Squeals and eager outcries were visible in the icy air outside Barclays Center, where ODESZA would soon finish out their tour, and the crowd generating the buzz ultimately filled every seat in the venue. The fact that the electronic duo had sold out the 18,000-plus capacity arena was especially impressive in Friday night’s frigid weather, which was snowy enough that their fans’ dedication prompted a segment from Brooklyn’s local News 12, complete with a concerned reporter live on the scene. Signs on the venue’s doors were equally cautious, urging, “No crowd surfing or mosh pits allowed,” with images of both prohibited acts provided for reference. But with a performance like this one, it was less likely Barclays would be dealing with violence, and more likely they’d be struggling to usher out a hypnotized mass at the end of the night. It was one of those shows that sent all your senses spinning.
The late start time was fine with their fans (particularly since ODESZA were kind enough to tweet a heads up), and by 9:43pm, the audience had found a unifying way to bide the time. On unspoken cues, hundreds of glowing lights appeared throughout the venue, the crowd using lighters and phones to ensure their presence was known. This spectacle lasted for mere minutes, because the duo officially took the stage at 9:48pm, the whispers of “Intro” from their new LP rushing in as otherworldly visuals fluttered to life. Within moments, it was easy to see why the Seattle electronic duo, consisting of Harrison Mills, aka Catacombkid, and Clayton Knight, aka BeachesBeaches, were just nominated for two Grammys. In the wake of what many critics call the “EDM bubble burst,” there’s a lot of pop and electronic now that just skates by without differentiating itself or challenging the format. This was nothing like that. Backed by live trumpet, trombone, a 6-person snare line, and an army of instrumentalists, ODESZA ventured into the furthermost edges of indietronica and chillwave, constructing a distinctive soundscape. “Brooklyn, you look beautiful from up here,” they proclaimed early on. “Tonight is the last night of the tour. We’re gonna go out with a bang. It’s gonna be so much fun.”
It’s hard to say what ODESZA themselves were witnessing on the big stage, but their fans’ handmade signs, with song lyrics like “I wanna dance with you” (from “Say My Name”), surely caught their eye from time to time. As beams of white light pierced the air at every possible angle, Harrison and Clayton towered above the energetic crowd on high platforms. With ceaseless intensity, the pair moved their bodies hard as they pounded out the percussive impacts from this year’s full-length album, A Moment Apart, on which they were touring. And in perfect sync with each beat, the high-production show supplied a multicolored visual feast, which left many fans murmuring in amazement in the moments between their screams. While ODESZA soared through the interstellar twists and turns of the new record, the Brooklyn crowd sank happily into swirling graphics, which resembled electrified crystals, liquified Rorschach tests, fluffy dancing animals, and the beastly feet of city-crushing giants. Suffice it to say, if you or your friends had eaten anything funny beforehand, you were in for one hell of an audiovisual experience. Just four songs in, ODESZA were drenching Barclays in red confetti, which had barely fluttered to the ground when they started lighting pyro for the fifth song. With eight fire cannons exploding vertically behind them, reflecting a sinister orange off their cymbals, and red spy-scene lasers scraping the empty air above, the dynamic group of musicians on stage seemed all the more powerful.

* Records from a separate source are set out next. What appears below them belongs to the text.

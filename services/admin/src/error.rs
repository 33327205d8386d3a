use axum::http::StatusCode;
use axum::response::{IntoResponse, Response};

use yiya_auth_types::token::AuthError;
use yiya_core::error::error_response;

/// Admin service domain error variants.
#[derive(Debug, thiserror::Error)]
pub enum AdminServiceError {
    #[error("user not found")]
    UserNotFound,
    #[error("role not found")]
    RoleNotFound,
    #[error("permission not found")]
    PermissionNotFound,
    #[error("menu not found")]
    MenuNotFound,
    #[error("username already exists")]
    UsernameExists,
    #[error("role code already exists")]
    RoleCodeExists,
    #[error("permission code already exists")]
    PermissionCodeExists,
    #[error("menu name already exists")]
    MenuNameExists,
    #[error("phone or email already in use")]
    ContactExists,
    #[error("protected role cannot be deleted")]
    ProtectedRole,
    #[error("cannot delete yourself")]
    CannotDeleteSelf,
    #[error("invalid parent menu")]
    InvalidParent,
    #[error("invalid input: {0}")]
    InvalidInput(String),
    #[error("invalid username or password")]
    InvalidCredentials,
    #[error("invalid token")]
    InvalidToken,
    #[error("user disabled")]
    UserDisabled,
    #[error("missing permission: {}", .missing.join(", "))]
    Forbidden { missing: Vec<String> },
    #[error("super admin required")]
    SuperAdminRequired,
    #[error("internal error")]
    Internal(#[from] anyhow::Error),
}

impl AdminServiceError {
    pub fn kind(&self) -> &'static str {
        match self {
            Self::UserNotFound => "USER_NOT_FOUND",
            Self::RoleNotFound => "ROLE_NOT_FOUND",
            Self::PermissionNotFound => "PERMISSION_NOT_FOUND",
            Self::MenuNotFound => "MENU_NOT_FOUND",
            Self::UsernameExists => "USERNAME_EXISTS",
            Self::RoleCodeExists => "ROLE_CODE_EXISTS",
            Self::PermissionCodeExists => "PERMISSION_CODE_EXISTS",
            Self::MenuNameExists => "MENU_NAME_EXISTS",
            Self::ContactExists => "CONTACT_EXISTS",
            Self::ProtectedRole => "PROTECTED_ROLE",
            Self::CannotDeleteSelf => "CANNOT_DELETE_SELF",
            Self::InvalidParent => "INVALID_PARENT",
            Self::InvalidInput(_) => "INVALID_INPUT",
            Self::InvalidCredentials => "INVALID_CREDENTIALS",
            Self::InvalidToken => "INVALID_TOKEN",
            Self::UserDisabled => "USER_DISABLED",
            Self::Forbidden { .. } | Self::SuperAdminRequired => "FORBIDDEN",
            Self::Internal(_) => "INTERNAL",
        }
    }

    pub fn invalid_input(msg: impl Into<String>) -> Self {
        Self::InvalidInput(msg.into())
    }

    pub fn forbidden<S: AsRef<str>>(missing: &[S]) -> Self {
        Self::Forbidden {
            missing: missing.iter().map(|s| s.as_ref().to_owned()).collect(),
        }
    }
}

impl From<AuthError> for AdminServiceError {
    fn from(e: AuthError) -> Self {
        match e {
            AuthError::Signing(e) => Self::Internal(e.into()),
            _ => Self::InvalidToken,
        }
    }
}

impl IntoResponse for AdminServiceError {
    fn into_response(self) -> Response {
        let status = match &self {
            Self::UserNotFound
            | Self::RoleNotFound
            | Self::PermissionNotFound
            | Self::MenuNotFound => StatusCode::NOT_FOUND,
            Self::UsernameExists
            | Self::RoleCodeExists
            | Self::PermissionCodeExists
            | Self::MenuNameExists
            | Self::ContactExists => StatusCode::CONFLICT,
            Self::ProtectedRole
            | Self::CannotDeleteSelf
            | Self::InvalidParent
            | Self::InvalidInput(_) => StatusCode::BAD_REQUEST,
            Self::InvalidCredentials | Self::InvalidToken | Self::UserDisabled => {
                StatusCode::UNAUTHORIZED
            }
            Self::Forbidden { .. } | Self::SuperAdminRequired => StatusCode::FORBIDDEN,
            Self::Internal(_) => StatusCode::INTERNAL_SERVER_ERROR,
        };
        if let Self::Internal(ref e) = self {
            tracing::error!(error = ?e, kind = "INTERNAL", "internal error");
        }
        error_response(status, self.kind(), self.to_string())
    }
}
use sea_orm::entity::prelude::*;

/// Back-office account. Soft-deleted via `deleted_at`.
#[derive(Clone, Debug, PartialEq, Eq, DeriveEntityModel)]
#[sea_orm(table_name = "admin_user")]
pub struct Model {
    #[sea_orm(primary_key)]
    pub id: i64,
    #[sea_orm(unique)]
    pub username: String,
    pub password_hash: String,
    pub real_name: Option<String>,
    #[sea_orm(unique)]
    pub phone: Option<String>,
    #[sea_orm(unique)]
    pub email: Option<String>,
    pub avatar: Option<String>,
    /// 0 = disabled, 1 = enabled.
    pub status: i32,
    pub last_login_at: Option<DateTimeUtc>,
    pub last_login_ip: Option<String>,
    pub created_at: DateTimeUtc,
    pub updated_at: DateTimeUtc,
    pub deleted_at: Option<DateTimeUtc>,
}

#[derive(Copy, Clone, Debug, EnumIter, DeriveRelation)]
pub enum Relation {
    #[sea_orm(has_many = "super::admin_user_role::Entity")]
    UserRoles,
}

impl Related<super::admin_user_role::Entity> for Entity {
    fn to() -> RelationDef {
        Relation::UserRoles.def()
    }
}

impl Related<super::admin_role::Entity> for Entity {
    fn to() -> RelationDef {
        super::admin_user_role::Relation::Role.def()
    }

    fn via() -> Option<RelationDef> {
        Some(super::admin_user_role::Relation::User.def().rev())
    }
}

impl ActiveModelBehavior for ActiveModel {}
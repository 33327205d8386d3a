use sea_orm_migration::prelude::*;

#[derive(DeriveMigrationName)]
pub struct Migration;

#[async_trait::async_trait]
impl MigrationTrait for Migration {
    async fn up(&self, manager: &SchemaManager) -> Result<(), DbErr> {
        manager
            .create_table(
                Table::create()
                    .table(AdminPermission::Table)
                    .if_not_exists()
                    .col(
                        ColumnDef::new(AdminPermission::Id)
                            .big_integer()
                            .not_null()
                            .auto_increment()
                            .primary_key(),
                    )
                    .col(
                        ColumnDef::new(AdminPermission::Name)
                            .string_len(50)
                            .not_null(),
                    )
                    .col(
                        ColumnDef::new(AdminPermission::Code)
                            .string_len(100)
                            .not_null()
                            .unique_key(),
                    )
                    .col(
                        ColumnDef::new(AdminPermission::Type)
                            .string_len(20)
                            .not_null()
                            .default("API"),
                    )
                    .col(
                        ColumnDef::new(AdminPermission::Description)
                            .string_len(200)
                            .null(),
                    )
                    .col(
                        ColumnDef::new(AdminPermission::CreatedAt)
                            .timestamp_with_time_zone()
                            .not_null()
                            .default(Expr::current_timestamp()),
                    )
                    .col(
                        ColumnDef::new(AdminPermission::UpdatedAt)
                            .timestamp_with_time_zone()
                            .not_null()
                            .default(Expr::current_timestamp()),
                    )
                    .col(
                        ColumnDef::new(AdminPermission::DeletedAt)
                            .timestamp_with_time_zone()
                            .null(),
                    )
                    .to_owned(),
            )
            .await
    }

    async fn down(&self, manager: &SchemaManager) -> Result<(), DbErr> {
        manager
            .drop_table(Table::drop().table(AdminPermission::Table).to_owned())
            .await
    }
}

#[derive(Iden)]
enum AdminPermission {
    Table,
    Id,
    Name,
    Code,
    Type,
    Description,
    CreatedAt,
    UpdatedAt,
    DeletedAt,
}
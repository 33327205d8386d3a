pub mod db;
pub mod wechat;
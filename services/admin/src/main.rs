use std::net::SocketAddr;

use sea_orm::Database;
use tracing::info;

use yiya_admin::config::AdminConfig;
use yiya_admin::domain::access::AccessEvaluator;
use yiya_admin::router::build_router;
use yiya_admin::state::AppState;

#[tokio::main]
async fn main() {
    yiya_core::tracing::init_tracing("admin");

    let config = AdminConfig::from_env();

    let db = Database::connect(&config.database_url)
        .await
        .expect("failed to connect to database");

    let redis_cfg = deadpool_redis::Config::from_url(&config.redis_url);
    let redis = redis_cfg
        .create_pool(Some(deadpool_redis::Runtime::Tokio1))
        .expect("failed to create Redis pool");

    let state = AppState {
        db,
        redis,
        issuer: config.token_issuer(),
        evaluator: AccessEvaluator::default(),
    };

    let router = build_router(state, &config.cors_origins);
    let addr = format!("0.0.0.0:{}", config.admin_port);
    let listener = tokio::net::TcpListener::bind(&addr)
        .await
        .expect("failed to bind");

    info!("admin service listening on {addr}");
    axum::serve(
        listener,
        router.into_make_service_with_connect_info::<SocketAddr>(),
    )
    .await
    .expect("server error");
}
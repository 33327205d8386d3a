use axum::extract::{Path, State};
use axum::{Json, http::StatusCode};
use serde::{Deserialize, Serialize};

use yiya_domain::permission::{PermissionKind, codes};

use crate::domain::types::Permission;
use crate::error::AdminServiceError;
use crate::handlers::current_user::CurrentUser;
use crate::handlers::guard::require_perm;
use crate::state::AppState;
use crate::usecase::permission::{
    CreatePermissionInput, CreatePermissionUseCase, DeletePermissionUseCase,
    GetPermissionUseCase, ListPermissionsUseCase, UpdatePermissionInput,
    UpdatePermissionUseCase,
};

#[derive(Serialize)]
pub struct PermissionResponse {
    pub id: i64,
    pub name: String,
    pub code: String,
    #[serde(rename = "type")]
    pub kind: PermissionKind,
    pub description: Option<String>,
    #[serde(serialize_with = "yiya_core::serde::to_rfc3339_ms")]
    pub created_at: chrono::DateTime<chrono::Utc>,
    #[serde(serialize_with = "yiya_core::serde::to_rfc3339_ms")]
    pub updated_at: chrono::DateTime<chrono::Utc>,
}

impl From<Permission> for PermissionResponse {
    fn from(p: Permission) -> Self {
        Self {
            id: p.id,
            name: p.name,
            code: p.code,
            kind: p.kind,
            description: p.description,
            created_at: p.created_at,
            updated_at: p.updated_at,
        }
    }
}

// ── GET /permissions ─────────────────────────────────────────────────────────

pub async fn list_permissions(
    current: CurrentUser,
    State(state): State<AppState>,
) -> Result<Json<Vec<PermissionResponse>>, AdminServiceError> {
    require_perm(&state.evaluator, &current.user, codes::PERMISSION_LIST)?;
    let usecase = ListPermissionsUseCase {
        repo: state.permission_repo(),
    };
    let permissions = usecase.execute().await?;
    Ok(Json(permissions.into_iter().map(Into::into).collect()))
}

// ── GET /permissions/tree ────────────────────────────────────────────────────

/// Slim entry for the role-binding picker.
#[derive(Serialize)]
pub struct PermissionOption {
    pub id: i64,
    pub name: String,
    pub code: String,
    #[serde(rename = "type")]
    pub kind: PermissionKind,
}

pub async fn permission_options(
    current: CurrentUser,
    State(state): State<AppState>,
) -> Result<Json<Vec<PermissionOption>>, AdminServiceError> {
    require_perm(&state.evaluator, &current.user, codes::PERMISSION_LIST)?;
    let usecase = ListPermissionsUseCase {
        repo: state.permission_repo(),
    };
    let options = usecase
        .execute()
        .await?
        .into_iter()
        .map(|p| PermissionOption {
            id: p.id,
            name: p.name,
            code: p.code,
            kind: p.kind,
        })
        .collect();
    Ok(Json(options))
}

// ── POST /permissions ────────────────────────────────────────────────────────

#[derive(Deserialize)]
pub struct CreatePermissionRequest {
    pub name: String,
    pub code: String,
    #[serde(rename = "type")]
    pub kind: Option<String>,
    pub description: Option<String>,
}

pub async fn create_permission(
    current: CurrentUser,
    State(state): State<AppState>,
    Json(body): Json<CreatePermissionRequest>,
) -> Result<(StatusCode, Json<PermissionResponse>), AdminServiceError> {
    require_perm(&state.evaluator, &current.user, codes::PERMISSION_CREATE)?;
    let usecase = CreatePermissionUseCase {
        repo: state.permission_repo(),
    };
    let permission = usecase
        .execute(CreatePermissionInput {
            name: body.name,
            code: body.code,
            kind: body.kind,
            description: body.description,
        })
        .await?;
    Ok((StatusCode::CREATED, Json(permission.into())))
}

// ── GET /permissions/{id} ────────────────────────────────────────────────────

pub async fn get_permission(
    current: CurrentUser,
    State(state): State<AppState>,
    Path(id): Path<i64>,
) -> Result<Json<PermissionResponse>, AdminServiceError> {
    require_perm(&state.evaluator, &current.user, codes::PERMISSION_DETAIL)?;
    let usecase = GetPermissionUseCase {
        repo: state.permission_repo(),
    };
    Ok(Json(usecase.execute(id).await?.into()))
}

// ── PUT /permissions/{id} ────────────────────────────────────────────────────

#[derive(Deserialize)]
pub struct UpdatePermissionRequest {
    pub name: Option<String>,
    #[serde(rename = "type")]
    pub kind: Option<String>,
    pub description: Option<String>,
}

pub async fn update_permission(
    current: CurrentUser,
    State(state): State<AppState>,
    Path(id): Path<i64>,
    Json(body): Json<UpdatePermissionRequest>,
) -> Result<Json<PermissionResponse>, AdminServiceError> {
    require_perm(&state.evaluator, &current.user, codes::PERMISSION_UPDATE)?;
    let usecase = UpdatePermissionUseCase {
        repo: state.permission_repo(),
    };
    let permission = usecase
        .execute(
            id,
            UpdatePermissionInput {
                name: body.name,
                kind: body.kind,
                description: body.description,
            },
        )
        .await?;
    Ok(Json(permission.into()))
}

// ── DELETE /permissions/{id} ─────────────────────────────────────────────────

pub async fn delete_permission(
    current: CurrentUser,
    State(state): State<AppState>,
    Path(id): Path<i64>,
) -> Result<StatusCode, AdminServiceError> {
    require_perm(&state.evaluator, &current.user, codes::PERMISSION_DELETE)?;
    let usecase = DeletePermissionUseCase {
        repo: state.permission_repo(),
    };
    usecase.execute(id).await?;
    Ok(StatusCode::NO_CONTENT)
}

Clusters of glow sticks continuously went airborne as fans searched for new ways to show their appreciation for the immersive performance, which featured several guests, including Naomi Wild on “Higher Ground,” the song she sang on A Moment Apart, and WYNNE, for his part on “Line of Sight.” By the number of phones that shot into the air, you could tell the audience was excited to hear their parts live, and the features were among the many highlights they rushed to capture digitally. Throughout the night, though, the crowd seemed conscious that they were witnessing something special for the last night of the tour – and against all expectations, grew much less reliant on their devices. For once, the bigger focus was soaking it in, putting empty palms in the air and letting the music guide their muscles. That reaction alone is enough to restore one’s faith in popular music, but the reality that the whole format was so new – barely scratching the surface of the post-EDM genre they’re unearthing – is what makes ODESZA true pioneers.